Ekonomik hayat “sözleşmeler” (akitler, mukaveleler, kontratlar, anlaşmalar) üzerine kuruludur. Bir sözleşmede daima iki taraf bulunur. Sözleşmeler, yasalara aykırı hüküm içermedikçe geçerlidir ve tarafları bağlar. Cıllamak yoktur. Tek taraflı olarak iptal edilemez. Edilirse, eden taraf karşı tarafa tazminat öder. Ancak öyle “dışsal şartlar” (doğal felaketler “Acts of God” ya da olağanüstü bir hal mesela savaş veya ekonomik kriz) oluşabilir ki, taraflardan birinin edimlerini yerine getirmesi imkansız hale gelebilir. Buna “mücbir sebep” (force majeure) denir. Bu durumda taksiratı olmadığı halde edimini yerine getiremeyen taraf, kusurlu addedilmez. Sözleşme bir bakıma kendiliğinden iptal edilmiş olur. Ancak hayat devam etmektedir. Belki de sözleşmenin amaç ve kapsamını teşkil eden hizmetin, malın veya eserin üretilmesine, ülkenin şimdi daha da fazla ihtiyacı vardır.

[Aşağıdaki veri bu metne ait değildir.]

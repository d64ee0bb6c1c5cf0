//! PostgreSQL-backed session store.

use anyhow::Context;
use async_trait::async_trait;
use sqlx::{PgPool, Row, postgres::PgRow};
use tracing::Instrument;
use uuid::Uuid;

use super::{Session, SessionStore, hash_refresh_token};
use crate::error::StoreError;
use crate::unix_now;

#[derive(Clone)]
pub struct PgSessionStore {
    pool: PgPool,
}

impl PgSessionStore {
    #[must_use]
    pub fn new(pool: PgPool) -> Self {
        Self { pool }
    }

    fn session_from_row(row: &PgRow) -> Session {
        Session {
            id: row.get("id"),
            identity_id: row.get("identity_id"),
            address: row.get("address"),
            created_at: row.get("created_at"),
            expires_at: row.get("expires_at"),
        }
    }
}

fn is_unique_violation(err: &sqlx::Error) -> bool {
    match err {
        sqlx::Error::Database(db_err) => db_err.code().is_some_and(|code| code.as_ref() == "23505"),
        _ => false,
    }
}

const SESSION_COLUMNS: &str = "id, identity_id, address, \
     extract(epoch FROM created_at)::bigint AS created_at, \
     extract(epoch FROM expires_at)::bigint AS expires_at";

#[async_trait]
impl SessionStore for PgSessionStore {
    async fn create(
        &self,
        identity_id: Uuid,
        refresh_token: &str,
        address: &str,
        ttl_seconds: i64,
    ) -> Result<Session, StoreError> {
        let now = unix_now();
        let query = r"
            INSERT INTO sessions (id, identity_id, refresh_token_hash, address, created_at, expires_at)
            VALUES ($1, $2, $3, $4, to_timestamp($5), to_timestamp($6))
        ";
        let span = tracing::info_span!(
            "db.query",
            db.system = "postgresql",
            db.operation = "INSERT",
            db.statement = query
        );
        let session = Session {
            id: Uuid::new_v4(),
            identity_id,
            address: address.to_string(),
            created_at: now,
            expires_at: now + ttl_seconds,
        };
        let result = sqlx::query(query)
            .bind(session.id)
            .bind(identity_id)
            .bind(hash_refresh_token(refresh_token))
            .bind(address)
            .bind(session.created_at)
            .bind(session.expires_at)
            .execute(&self.pool)
            .instrument(span)
            .await;
        match result {
            Ok(_) => Ok(session),
            Err(err) if is_unique_violation(&err) => Err(StoreError::Conflict),
            Err(err) => Err(StoreError::Unavailable(
                anyhow::Error::new(err).context("failed to insert session"),
            )),
        }
    }

    async fn find_by_refresh_token(
        &self,
        refresh_token: &str,
    ) -> Result<Option<Session>, StoreError> {
        let query =
            format!("SELECT {SESSION_COLUMNS} FROM sessions WHERE refresh_token_hash = $1");
        let span = tracing::info_span!(
            "db.query",
            db.system = "postgresql",
            db.operation = "SELECT",
            db.statement = query.as_str()
        );
        let row = sqlx::query(&query)
            .bind(hash_refresh_token(refresh_token))
            .fetch_optional(&self.pool)
            .instrument(span)
            .await
            .context("failed to lookup session by refresh token")?;
        Ok(row.as_ref().map(Self::session_from_row))
    }

    async fn find_by_id(&self, id: Uuid) -> Result<Option<Session>, StoreError> {
        let query = format!("SELECT {SESSION_COLUMNS} FROM sessions WHERE id = $1");
        let span = tracing::info_span!(
            "db.query",
            db.system = "postgresql",
            db.operation = "SELECT",
            db.statement = query.as_str()
        );
        let row = sqlx::query(&query)
            .bind(id)
            .fetch_optional(&self.pool)
            .instrument(span)
            .await
            .context("failed to lookup session by id")?;
        Ok(row.as_ref().map(Self::session_from_row))
    }

    async fn delete_by_refresh_token(&self, refresh_token: &str) -> Result<(), StoreError> {
        let query = "DELETE FROM sessions WHERE refresh_token_hash = $1";
        let span = tracing::info_span!(
            "db.query",
            db.system = "postgresql",
            db.operation = "DELETE",
            db.statement = query
        );
        sqlx::query(query)
            .bind(hash_refresh_token(refresh_token))
            .execute(&self.pool)
            .instrument(span)
            .await
            .context("failed to delete session by refresh token")?;
        Ok(())
    }

    async fn delete_by_id(&self, id: Uuid) -> Result<(), StoreError> {
        let query = "DELETE FROM sessions WHERE id = $1";
        let span = tracing::info_span!(
            "db.query",
            db.system = "postgresql",
            db.operation = "DELETE",
            db.statement = query
        );
        sqlx::query(query)
            .bind(id)
            .execute(&self.pool)
            .instrument(span)
            .await
            .context("failed to delete session by id")?;
        Ok(())
    }

    async fn list_by_identity(&self, identity_id: Uuid) -> Result<Vec<Session>, StoreError> {
        let query = format!(
            "SELECT {SESSION_COLUMNS} FROM sessions WHERE identity_id = $1 ORDER BY created_at"
        );
        let span = tracing::info_span!(
            "db.query",
            db.system = "postgresql",
            db.operation = "SELECT",
            db.statement = query.as_str()
        );
        let rows = sqlx::query(&query)
            .bind(identity_id)
            .fetch_all(&self.pool)
            .instrument(span)
            .await
            .context("failed to list sessions by identity")?;
        Ok(rows.iter().map(Self::session_from_row).collect())
    }
}
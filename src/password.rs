//! Credential verification over Argon2id.
//!
//! Verification is constant-time by construction: the presented password is
//! hashed with the stored salt and parameters, and the derived hashes are
//! compared by the primitive itself. The plaintext is never logged.

use argon2::{
    Argon2,
    password_hash::{PasswordHash, PasswordHasher, PasswordVerifier, SaltString, rand_core::OsRng},
};

use crate::error::AuthError;

/// Hash a plaintext password for storage.
///
/// # Errors
///
/// Returns `AuthError::Unavailable` if hashing fails.
pub fn hash_password(password: &str) -> Result<String, AuthError> {
    let salt = SaltString::generate(&mut OsRng);
    let argon2 = Argon2::default();

    argon2
        .hash_password(password.as_bytes(), &salt)
        .map(|hash| hash.to_string())
        .map_err(|err| AuthError::Unavailable(anyhow::anyhow!("password hashing failed: {err}")))
}

/// Verify a plaintext password against a stored hash.
///
/// A malformed stored hash and a wrong password both yield
/// `AuthError::InvalidCredentials` so nothing about the stored record leaks.
///
/// # Errors
///
/// Returns `AuthError::InvalidCredentials` when verification fails.
pub fn verify_password(password: &str, stored_hash: &str) -> Result<(), AuthError> {
    let parsed_hash = PasswordHash::new(stored_hash).map_err(|_| AuthError::InvalidCredentials)?;
    let argon2 = Argon2::default();

    argon2
        .verify_password(password.as_bytes(), &parsed_hash)
        .map_err(|_| AuthError::InvalidCredentials)
}

#[cfg(test)]
mod tests {
    use super::*;

    #[test]
    fn round_trip_accepts_correct_password() {
        let hash = hash_password("correct horse battery staple").unwrap();
        assert!(verify_password("correct horse battery staple", &hash).is_ok());
    }

    #[test]
    fn rejects_wrong_password() {
        let hash = hash_password("correct horse battery staple").unwrap();
        let err = verify_password("Tr0ub4dor&3", &hash).unwrap_err();
        assert!(matches!(err, AuthError::InvalidCredentials));
    }

    #[test]
    fn rejects_malformed_stored_hash() {
        let err = verify_password("anything", "not-a-phc-string").unwrap_err();
        assert!(matches!(err, AuthError::InvalidCredentials));
    }

    #[test]
    fn hashes_are_salted() {
        let first = hash_password("same password").unwrap();
        let second = hash_password("same password").unwrap();
        assert_ne!(first, second);
    }
}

Mesela inşası devam ederken deprem yüzünden çöken metro tüneli veya barajın yapımından vazgeçilmez. Bırakın yükleniciden tazminat istemeyi, işe devam etmesi için üstüne tazminat bile ödenebilir. Mücbir sebep yüzünden ortaya çıkacak  sorunlar, taraflar iyi niyetle davranırsa, iki taraf için de en iyi sonucu verecek şekilde çözülür. Bu süreçte taraflar, mücbir sebebi haksız kazanç sağlama veya yükümlülükten kurtulma için fırsata çevirmeye kalkmamalıdır. Yasaların ruhu ve toplumun vicdanı buna izin  vermez.

YANLIŞ POLİTİKA SEBEP, KRİZ NETİCEDİR

Döviz fiyatlarının patlamasıyla birlikte, zaten ekonominin başına bela olan “karadelik”ler iyice büyüdü. Bunlar, bedelini kendisinin ödeyeceğini idrak etmeyen halkın “Allah yapandan razı olsun” diyerek hayranlıkla seyrettiği görkemli yapılardır. AKP “eşek ölür kalır semeri, insan ölür kalır eseri” düsturuyla hareket ediyordu. Bu amaçla yüklenicilere, devletin kefaletiyle dövizli borç aldırarak gayri iktisadi gösteriş yatırımları yaptırdı. Mesela ulaşım ekonomisi açısından süper lokasyonlu iki havalimanından Atatürk’ü kapatma Sabiha Gökçen’in gelişmesini engelleme pahasına, 10 milyar dolar borçla en yanlış lokasyona yenisi yapıldı. Bir başka çılgınlıktan bahsetmeden geçemeyeceğim. Sabah ve Hürriyet sahip değiştirdi. Olabilir. Ama Türk’ün, Türk’ten döviz geliri olmayan firmaları devlet bankalarından “döviz kredisi” alarak satın alması olabilir mi? Aslında bugünkü TL’den kaçış paniğinin yarattığı krizin, mali, iktisadi, siyasi, sosyal, kültürel, hukuki birçok sebebi vardır. Bunların başında da ülkeyi “dış-borç-kolik” yapmak gelir.

HASILAT GARANTİSİ KALDIRILABİLİR

Dövizli hasılat garantisi, yap-işlet firmalarına “dövizli borç alsın” diye verildi. Merkez Bankası’nın bir yandan faizi indirip, döviz fiyatını yükseltirken, diğer yandan fiyatı insin diye olmayan rezervi eritmesi şaşkınlıktır. Bu şaşkınlık tam bir “mücbir sebep”tir. Bu olay, yüklenicilere haksız ve fahiş kazanç elde etme fırsatı yaratmıştır. Eminim, onlar da bunun farkındadır ve rahatsızdır. Yapılması gereken şudur: Hükümet, yürürlükteki sözleşmeleri iptal etmek üzere yüklenicileri masaya çağırmalıdır. İptal halinde firmaların “bu işler için aldıkları dövizli borçları” devlet üstlenmek zorundadır. Zaten bunlar esasında kamu borcudur. İptalden sonra, bu tesislerin işletmesini, ya doğrudan devlet üstlenir ya da tercihen en düşük fiyatı veren özel firmalara yaptırabilir.

Son söz: Malik borcu ödemezse, kefil mülkün sahibi olur.